Activity => Among the entries below, find every line that has "composed" and pull it out.

Data to process =>
• • • • •
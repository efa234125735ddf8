//! Supported export formats.

use crate::error::{BrandforgeError, Result};
use serde::{Deserialize, Serialize};
use strum::{Display, EnumIter, EnumString};

/// The closed set of strategy export formats.
#[derive(
    Debug,
    Clone,
    Copy,
    PartialEq,
    Eq,
    Hash,
    Serialize,
    Deserialize,
    Display,
    EnumString,
    EnumIter,
)]
#[serde(rename_all = "lowercase")]
#[strum(serialize_all = "lowercase")]
pub enum ExportFormat {
    Pdf,
    Docx,
    Pptx,
    Json,
}

impl ExportFormat {
    /// File extension for this format.
    pub fn extension(&self) -> &'static str {
        match self {
            Self::Pdf => "pdf",
            Self::Docx => "docx",
            Self::Pptx => "pptx",
            Self::Json => "json",
        }
    }

    /// Parses a format name.
    ///
    /// # Errors
    ///
    /// Returns `BrandforgeError::UnsupportedFormat` for any value outside
    /// the supported set. This is a contract violation, not a retryable
    /// condition.
    pub fn parse(value: &str) -> Result<Self> {
        value
            .parse()
            .map_err(|_| BrandforgeError::unsupported_format(value))
    }
}
//! Ordered wizard step registry.

use serde::{Deserialize, Serialize};
use strum::{Display, EnumIter, IntoEnumIterator};

/// Number of steps in the wizard, including the final report step.
pub const STEP_COUNT: usize = 8;

/// The ordered steps of the brand strategy wizard.
///
/// Declaration order is registry order: `iter()` yields the steps in the
/// order a session walks through them, ending at the report step. The
/// report step is reachable but not absorbing (retreating from it is
/// allowed).
#[derive(
    Debug, Clone, Copy, PartialEq, Eq, Hash, Serialize, Deserialize, Display, EnumIter,
)]
#[serde(rename_all = "camelCase")]
pub enum WizardStep {
    CompanyInfo,
    Audience,
    Competitors,
    Values,
    Archetype,
    Positioning,
    Messaging,
    Report,
}

impl WizardStep {
    /// Human-readable step title shown by the progress indicator.
    pub fn title(&self) -> &'static str {
        match self {
            Self::CompanyInfo => "Company Info",
            Self::Audience => "Target Audience",
            Self::Competitors => "Competitors",
            Self::Values => "Brand Values",
            Self::Archetype => "Archetype",
            Self::Positioning => "Positioning",
            Self::Messaging => "Messaging",
            Self::Report => "Strategy Report",
        }
    }

    /// Zero-based position of this step in registry order.
    pub fn index(&self) -> usize {
        Self::iter().position(|s| s == *self).unwrap_or(0)
    }

    /// Looks up a step by registry index.
    pub fn from_index(index: usize) -> Option<Self> {
        Self::iter().nth(index)
    }

    /// The last step in the registry.
    pub fn last() -> Self {
        Self::Report
    }
}

#[cfg(test)]
mod tests {
    use super::*;

    #[test]
    fn test_registry_order_matches_count() {
        assert_eq!(WizardStep::iter().count(), STEP_COUNT);
        assert_eq!(WizardStep::from_index(0), Some(WizardStep::CompanyInfo));
        assert_eq!(WizardStep::from_index(STEP_COUNT - 1), Some(WizardStep::Report));
        assert_eq!(WizardStep::from_index(STEP_COUNT), None);
    }

    #[test]
    fn test_index_round_trip() {
        for step in WizardStep::iter() {
            assert_eq!(WizardStep::from_index(step.index()), Some(step));
        }
    }

    #[test]
    fn test_titles() {
        assert_eq!(WizardStep::CompanyInfo.title(), "Company Info");
        assert_eq!(WizardStep::Report.title(), "Strategy Report");
    }
}
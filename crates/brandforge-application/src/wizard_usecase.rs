//! Wizard use case implementation.
//!
//! This module provides the `WizardUseCase` which coordinates the single
//! active wizard session, the strategy composer and the brand provider:
//! step edits flow into the session's draft store, navigation moves the
//! bounded cursor, and completion turns the accumulated draft into a
//! persisted brand.

use brandforge_core::brand::{Brand, BrandRepository, NewBrand};
use brandforge_core::draft::{Draft, DraftObserver, DraftPatch, MessagingPatch};
use brandforge_core::error::Result;
use brandforge_core::export::{ExportAdapter, ExportResult};
use brandforge_core::strategy::{Strategy, StrategyComposer};
use brandforge_core::wizard::{SessionSummary, WizardSession, WizardStep};
use std::sync::Arc;
use std::time::Duration;
use tokio::sync::RwLock;

/// Simulated report generation time, matching a real analysis round-trip.
const DEFAULT_GENERATION_DELAY: Duration = Duration::from_millis(2000);

/// Use case driving the brand strategy wizard.
///
/// Owns exactly one active [`WizardSession`] at a time. All service calls
/// are awaited sequentially by the invoking caller; the only suspension
/// point this use case adds is the simulated generation delay.
///
/// # Stale results
///
/// Report generation is tagged with the issuing session id and step index.
/// If the session was reset or navigated away from the report step while
/// generation was in flight, the result is discarded on arrival instead of
/// being applied.
pub struct WizardUseCase {
    /// The single active wizard session
    session: Arc<RwLock<WizardSession>>,
    /// Pure draft-to-strategy composition
    composer: StrategyComposer,
    /// Provider persisting completed strategies as brands
    brands: Arc<dyn BrandRepository>,
    /// Simulated generation latency
    generation_delay: Duration,
}

impl WizardUseCase {
    /// Creates a use case over the given brand provider with a fresh
    /// session, the default composer and the default generation delay.
    pub fn new(brands: Arc<dyn BrandRepository>) -> Self {
        Self {
            session: Arc::new(RwLock::new(WizardSession::new())),
            composer: StrategyComposer::new(),
            brands,
            generation_delay: DEFAULT_GENERATION_DELAY,
        }
    }

    /// Replaces the composer, e.g. to pin the tagline chooser in tests.
    pub fn with_composer(mut self, composer: StrategyComposer) -> Self {
        self.composer = composer;
        self
    }

    /// Overrides the simulated generation delay.
    pub fn with_generation_delay(mut self, delay: Duration) -> Self {
        self.generation_delay = delay;
        self
    }

    /// Read-only metadata of the active session.
    pub async fn session_summary(&self) -> SessionSummary {
        self.session.read().await.summary()
    }

    /// The currently active wizard step.
    pub async fn active_step(&self) -> WizardStep {
        self.session.read().await.store.navigator().active_step()
    }

    /// An owned snapshot of the current draft.
    pub async fn draft_snapshot(&self) -> Draft {
        self.session.read().await.store.snapshot()
    }

    /// Subscribes an observer to draft mutations.
    pub async fn subscribe(&self, observer: DraftObserver) {
        self.session.write().await.store.subscribe(observer);
    }

    /// Merges a partial step update into the draft.
    pub async fn merge(&self, patch: DraftPatch) {
        let mut session = self.session.write().await;
        session.store.merge(patch);
        session.touch();
    }

    /// Moves to the next step. No-op at the report step.
    ///
    /// Returns the active index after the move.
    pub async fn advance(&self) -> usize {
        let mut session = self.session.write().await;
        let index = session.store.navigator_mut().advance();
        session.touch();
        index
    }

    /// Moves to the previous step. No-op at the first step.
    ///
    /// Returns the active index after the move.
    pub async fn retreat(&self) -> usize {
        let mut session = self.session.write().await;
        let index = session.store.navigator_mut().retreat();
        session.touch();
        index
    }

    /// Jumps to an absolute step index.
    ///
    /// # Errors
    ///
    /// Returns `BrandforgeError::OutOfRange` for indices outside the step
    /// registry; the session is untouched.
    pub async fn go_to(&self, index: usize) -> Result<usize> {
        let mut session = self.session.write().await;
        session.store.navigator_mut().go_to(index)?;
        session.touch();
        Ok(index)
    }

    /// Suggests a tagline, merges it into the messaging draft and returns
    /// it.
    pub async fn suggest_tagline(&self) -> String {
        let mut session = self.session.write().await;
        let tagline = self.composer.suggest_tagline(session.store.draft());
        session.store.merge(DraftPatch::Messaging(MessagingPatch {
            tagline: Some(tagline.clone()),
            ..Default::default()
        }));
        session.touch();
        tagline
    }

    /// Generates the strategy report from the current draft, simulating
    /// the analysis delay.
    ///
    /// Returns `None` when the result arrived stale: the session was reset
    /// or navigated to a different step while generation was in flight.
    pub async fn generate_report(&self) -> Option<Strategy> {
        let (issued_session, issued_step) = {
            let session = self.session.read().await;
            (session.id.clone(), session.store.navigator().active_index())
        };

        if !self.generation_delay.is_zero() {
            tokio::time::sleep(self.generation_delay).await;
        }

        let session = self.session.read().await;
        if session.id != issued_session
            || session.store.navigator().active_index() != issued_step
        {
            tracing::debug!(
                session = %issued_session,
                step = issued_step,
                "discarding stale strategy result"
            );
            return None;
        }

        Some(self.composer.compose(session.store.draft()))
    }

    /// Exports a composed strategy in the named format.
    ///
    /// # Errors
    ///
    /// Returns `BrandforgeError::UnsupportedFormat` for names outside the
    /// supported set; the strategy is untouched.
    pub fn export(&self, strategy: &Strategy, format: &str) -> Result<ExportResult> {
        ExportAdapter::export_named(strategy, format)
    }

    /// Completes the wizard: generates the strategy, persists it as a
    /// brand, and resets the session for the next run.
    ///
    /// Returns `None` when the generated result arrived stale (see
    /// [`WizardUseCase::generate_report`]); the session is left as-is.
    ///
    /// # Errors
    ///
    /// Returns the provider's error when brand creation fails. The draft
    /// is preserved in that case so the caller can retry.
    pub async fn complete(&self) -> Result<Option<Brand>> {
        let Some(strategy) = self.generate_report().await else {
            return Ok(None);
        };

        let brand = self.brands.create(NewBrand::from_strategy(&strategy)).await?;
        tracing::info!(brand_id = brand.id, name = %brand.name, "wizard completed");

        self.session.write().await.reset();
        Ok(Some(brand))
    }

    /// Discards the draft and starts a fresh session.
    pub async fn reset(&self) {
        self.session.write().await.reset();
    }
}
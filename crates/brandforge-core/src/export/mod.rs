//! Export domain module.
//!
//! Serializes a composed strategy into one of the supported container
//! formats. This is a thin I/O boundary: the JSON payload is the real
//! serialization, while the document formats are stub containers holding a
//! rendered plain-text report.
//!
//! # Module Structure
//!
//! - `format`: The closed set of supported formats (`ExportFormat`)
//! - `adapter`: Strategy serialization (`ExportAdapter`, `ExportResult`)

mod adapter;
mod format;

// Re-export public API
pub use adapter::{ExportAdapter, ExportResult};
pub use format::ExportFormat;
use std::sync::Arc;

use axum::extract::State;
use axum::Json;
use serde::Deserialize;
use ufc_core::slug::slugify;
use ufc_core::Analise;
use ufc_storage::db::analises::{self, NovaAnalise};
use ufc_storage::db::Page;

use crate::auth::AdminUser;
use crate::error::{required, ApiError, ApiJson, ApiPath, ApiQuery, ApiResult};
use crate::AppState;

#[derive(Debug, Deserialize)]
pub struct AnalisesQuery {
    evento: Option<String>,
    limit: Option<i64>,
    offset: Option<i64>,
}

pub async fn list(State(state): State<Arc<AppState>>, ApiQuery(q): ApiQuery<AnalisesQuery>) -> ApiResult<Vec<Analise>> {
    let evento = q.evento.as_deref().map(str::trim).filter(|s| !s.is_empty());
    Ok(Json(analises::list(&state.pool, evento, Page::new(q.limit, q.offset, 20)).await?))
}

pub async fn show(State(state): State<Arc<AppState>>, ApiPath(slug): ApiPath<String>) -> ApiResult<Analise> {
    analises::find_by_slug(&state.pool, &slug)
        .await?
        .map(Json)
        .ok_or(ApiError::NotFound("análise"))
}

pub async fn create(
    State(state): State<Arc<AppState>>,
    _admin: AdminUser,
    ApiJson(mut nova): ApiJson<NovaAnalise>,
) -> ApiResult<Analise> {
    nova.titulo = required(&nova.titulo, "titulo")?;
    nova.slug = slugify(&required(&nova.slug, "slug")?);
    if nova.lutador1_id == nova.lutador2_id {
        return Err(ApiError::bad_request("os lutadores precisam ser diferentes"));
    }
    let analise = analises::insert(&state.pool, &nova)
        .await
        .map_err(|err| ApiError::from_write(err, "slug de análise já existe"))?;
    tracing::info!(slug = %analise.slug, "analysis created");
    Ok(Json(analise))
}
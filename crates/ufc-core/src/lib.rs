//! Core domain model for the UFC news site: events, fighters, fights, news,
//! analyses, fan predictions and comments.

use chrono::{DateTime, Utc};
use serde::{Deserialize, Serialize};
use serde_json::Value as JsonValue;
use thiserror::Error;
use uuid::Uuid;

pub mod images;
pub mod scoring;
pub mod slug;
pub mod text;

pub const CRATE_NAME: &str = "ufc-core";

/// Number of reports after which a comment is hidden.
pub const REPORT_THRESHOLD: i32 = 5;

#[derive(Debug, Clone, PartialEq, Eq, Error)]
#[error("unknown {kind} value: {value:?}")]
pub struct UnknownVariant {
    pub kind: &'static str,
    pub value: String,
}

/// Closed string enums stored as TEXT columns.
macro_rules! text_enum {
    ($(#[$meta:meta])* $name:ident, $kind:literal { $($variant:ident => $text:literal),+ $(,)? }) => {
        $(#[$meta])*
        #[derive(Debug, Clone, Copy, PartialEq, Eq, Hash, Serialize, Deserialize)]
        pub enum $name {
            $(
                #[serde(rename = $text)]
                $variant,
            )+
        }

        impl $name {
            pub const ALL: &'static [$name] = &[$($name::$variant),+];

            pub fn as_str(&self) -> &'static str {
                match self {
                    $($name::$variant => $text,)+
                }
            }
        }

        impl std::fmt::Display for $name {
            fn fmt(&self, f: &mut std::fmt::Formatter<'_>) -> std::fmt::Result {
                f.write_str(self.as_str())
            }
        }

        impl std::str::FromStr for $name {
            type Err = UnknownVariant;

            fn from_str(s: &str) -> Result<Self, Self::Err> {
                match s {
                    $($text => Ok($name::$variant),)+
                    other => Err(UnknownVariant {
                        kind: $kind,
                        value: other.to_string(),
                    }),
                }
            }
        }

        impl TryFrom<String> for $name {
            type Error = UnknownVariant;

            fn try_from(value: String) -> Result<Self, Self::Error> {
                value.parse()
            }
        }
    };
}

text_enum!(EventoStatus, "evento status" {
    Agendado => "agendado",
    AoVivo => "ao_vivo",
    Finalizado => "finalizado",
});

text_enum!(EventoTipo, "evento tipo" {
    Ppv => "PPV",
    FightNight => "Fight Night",
});

text_enum!(LutaStatus, "luta status" {
    Agendada => "agendada",
    Finalizada => "finalizada",
    Cancelada => "cancelada",
});

text_enum!(
    /// Fixed category set; drives the per-tab counts on the news page.
    NoticiaCategoria, "noticia categoria" {
    Eventos => "eventos",
    Lutadores => "lutadores",
    Resultados => "resultados",
    Rumores => "rumores",
    Entrevistas => "entrevistas",
    Geral => "geral",
});

text_enum!(ComentarioStatus, "comentario status" {
    Pendente => "pendente",
    Aprovado => "aprovado",
    Rejeitado => "rejeitado",
});

text_enum!(ConteudoTipo, "conteudo tipo" {
    Noticia => "noticia",
    Analise => "analise",
    Evento => "evento",
});

#[derive(Debug, Clone, PartialEq, Serialize, Deserialize)]
#[cfg_attr(feature = "sqlx", derive(sqlx::FromRow))]
pub struct Evento {
    pub id: Uuid,
    pub nome: String,
    pub slug: String,
    pub ufc_slug: Option<String>,
    pub local: Option<String>,
    pub cidade: Option<String>,
    pub pais: Option<String>,
    pub data: DateTime<Utc>,
    #[cfg_attr(feature = "sqlx", sqlx(try_from = "String"))]
    pub status: EventoStatus,
    #[cfg_attr(feature = "sqlx", sqlx(try_from = "String"))]
    pub tipo: EventoTipo,
    pub poster_url: Option<String>,
    pub created_at: DateTime<Utc>,
    pub updated_at: DateTime<Utc>,
}

#[derive(Debug, Clone, PartialEq, Serialize, Deserialize)]
#[cfg_attr(feature = "sqlx", derive(sqlx::FromRow))]
pub struct Lutador {
    pub id: Uuid,
    pub nome: String,
    pub apelido: Option<String>,
    pub slug: String,
    pub categoria_peso: Option<String>,
    pub vitorias: i32,
    pub derrotas: i32,
    pub empates: i32,
    pub pais: Option<String>,
    pub ranking: Option<i32>,
    pub imagem_url: Option<String>,
    pub ativo: bool,
    pub created_at: DateTime<Utc>,
    pub updated_at: DateTime<Utc>,
}

#[derive(Debug, Clone, PartialEq, Serialize, Deserialize)]
#[cfg_attr(feature = "sqlx", derive(sqlx::FromRow))]
pub struct Luta {
    pub id: Uuid,
    pub evento_id: Uuid,
    pub lutador1_id: Uuid,
    pub lutador2_id: Uuid,
    pub categoria_peso: Option<String>,
    pub ordem: i32,
    pub is_main_event: bool,
    pub is_titulo: bool,
    #[cfg_attr(feature = "sqlx", sqlx(try_from = "String"))]
    pub status: LutaStatus,
    pub vencedor_id: Option<Uuid>,
    pub metodo: Option<String>,
    pub round: Option<i32>,
    pub tempo: Option<String>,
    pub created_at: DateTime<Utc>,
    pub updated_at: DateTime<Utc>,
}

/// A fight on an event card, with both fighters' display names.
#[derive(Debug, Clone, PartialEq, Serialize, Deserialize)]
#[cfg_attr(feature = "sqlx", derive(sqlx::FromRow))]
pub struct LutaCard {
    #[serde(flatten)]
    #[cfg_attr(feature = "sqlx", sqlx(flatten))]
    pub luta: Luta,
    pub lutador1_nome: String,
    pub lutador2_nome: String,
}

#[derive(Debug, Clone, PartialEq, Serialize, Deserialize)]
#[cfg_attr(feature = "sqlx", derive(sqlx::FromRow))]
pub struct Noticia {
    pub id: Uuid,
    pub titulo: String,
    pub subtitulo: Option<String>,
    pub conteudo: Option<String>,
    pub imagem_url: Option<String>,
    pub fonte_url: String,
    pub fonte_nome: Option<String>,
    #[cfg_attr(feature = "sqlx", sqlx(try_from = "String"))]
    pub categoria: NoticiaCategoria,
    pub publicado_em: DateTime<Utc>,
    pub visualizacoes: i64,
    pub created_at: DateTime<Utc>,
    pub updated_at: DateTime<Utc>,
}

#[derive(Debug, Clone, PartialEq, Serialize, Deserialize)]
#[cfg_attr(feature = "sqlx", derive(sqlx::FromRow))]
pub struct Analise {
    pub id: Uuid,
    pub slug: String,
    pub titulo: String,
    pub evento_id: Option<Uuid>,
    pub lutador1_id: Uuid,
    pub lutador2_id: Uuid,
    pub resumo: Option<String>,
    /// Opaque editorial payloads; stored as JSONB and passed through untouched.
    pub breakdown: JsonValue,
    pub previsao: JsonValue,
    pub autor: Option<String>,
    pub publicado_em: DateTime<Utc>,
    pub created_at: DateTime<Utc>,
    pub updated_at: DateTime<Utc>,
}

#[derive(Debug, Clone, PartialEq, Serialize, Deserialize)]
#[cfg_attr(feature = "sqlx", derive(sqlx::FromRow))]
pub struct Previsao {
    pub id: Uuid,
    pub luta_id: Uuid,
    pub fingerprint: String,
    pub vencedor_previsto_id: Uuid,
    pub metodo_previsto: Option<String>,
    pub round_previsto: Option<i32>,
    pub pontos: Option<i32>,
    pub acertou: Option<bool>,
    pub created_at: DateTime<Utc>,
    pub updated_at: DateTime<Utc>,
}

#[derive(Debug, Clone, PartialEq, Serialize, Deserialize)]
#[cfg_attr(feature = "sqlx", derive(sqlx::FromRow))]
pub struct RankingPrevisor {
    pub fingerprint: String,
    pub apelido: Option<String>,
    pub pontos: i64,
    pub total_previsoes: i64,
    pub acertos: i64,
    pub precisao: f64,
    pub updated_at: DateTime<Utc>,
}

#[derive(Debug, Clone, PartialEq, Serialize, Deserialize)]
#[cfg_attr(feature = "sqlx", derive(sqlx::FromRow))]
pub struct Comentario {
    pub id: Uuid,
    #[cfg_attr(feature = "sqlx", sqlx(try_from = "String"))]
    pub conteudo_tipo: ConteudoTipo,
    pub conteudo_id: Uuid,
    pub autor_nome: String,
    pub texto: String,
    #[serde(skip_serializing, default)]
    pub fingerprint: Option<String>,
    #[cfg_attr(feature = "sqlx", sqlx(try_from = "String"))]
    pub status: ComentarioStatus,
    pub reportado_count: i32,
    pub created_at: DateTime<Utc>,
    pub updated_at: DateTime<Utc>,
}

impl Comentario {
    pub fn is_visible(&self) -> bool {
        self.status == ComentarioStatus::Aprovado
    }
}

/// Admin account used for the write endpoints.
#[derive(Debug, Clone, PartialEq, Serialize, Deserialize)]
#[cfg_attr(feature = "sqlx", derive(sqlx::FromRow))]
pub struct Usuario {
    pub id: Uuid,
    pub email: String,
    pub nome: String,
    #[serde(skip_serializing, default)]
    pub password_hash: String,
    pub created_at: DateTime<Utc>,
}

/// Parsed news item handed from adapters to the sync pipeline.
#[derive(Debug, Clone, PartialEq, Serialize, Deserialize)]
pub struct NoticiaDraft {
    pub source_id: String,
    pub fonte_nome: Option<String>,
    pub titulo: Option<String>,
    pub subtitulo: Option<String>,
    pub conteudo: Option<String>,
    pub imagem_url: Option<String>,
    pub fonte_url: Option<String>,
    pub publicado_em: Option<DateTime<Utc>>,
    #[serde(default)]
    pub feed_categorias: Vec<String>,
}

#[derive(Debug, Clone, PartialEq, Serialize, Deserialize)]
pub struct EventoDraft {
    pub source_id: String,
    pub nome: String,
    pub slug: String,
    pub data: Option<DateTime<Utc>>,
    pub local: Option<String>,
    pub cidade: Option<String>,
    pub pais: Option<String>,
    pub status: EventoStatus,
}

#[derive(Debug, Clone, PartialEq, Serialize, Deserialize)]
pub struct LutadorDraft {
    pub source_id: String,
    pub nome: String,
    pub apelido: Option<String>,
    pub slug: String,
    pub categoria_peso: Option<String>,
    pub vitorias: i32,
    pub derrotas: i32,
    pub empates: i32,
    pub pais: Option<String>,
    pub ranking: Option<i32>,
}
• • • • •
Solved exercise =>
    /// Exports a composed strategy in the named format.
//! Serializes a composed strategy into one of the supported container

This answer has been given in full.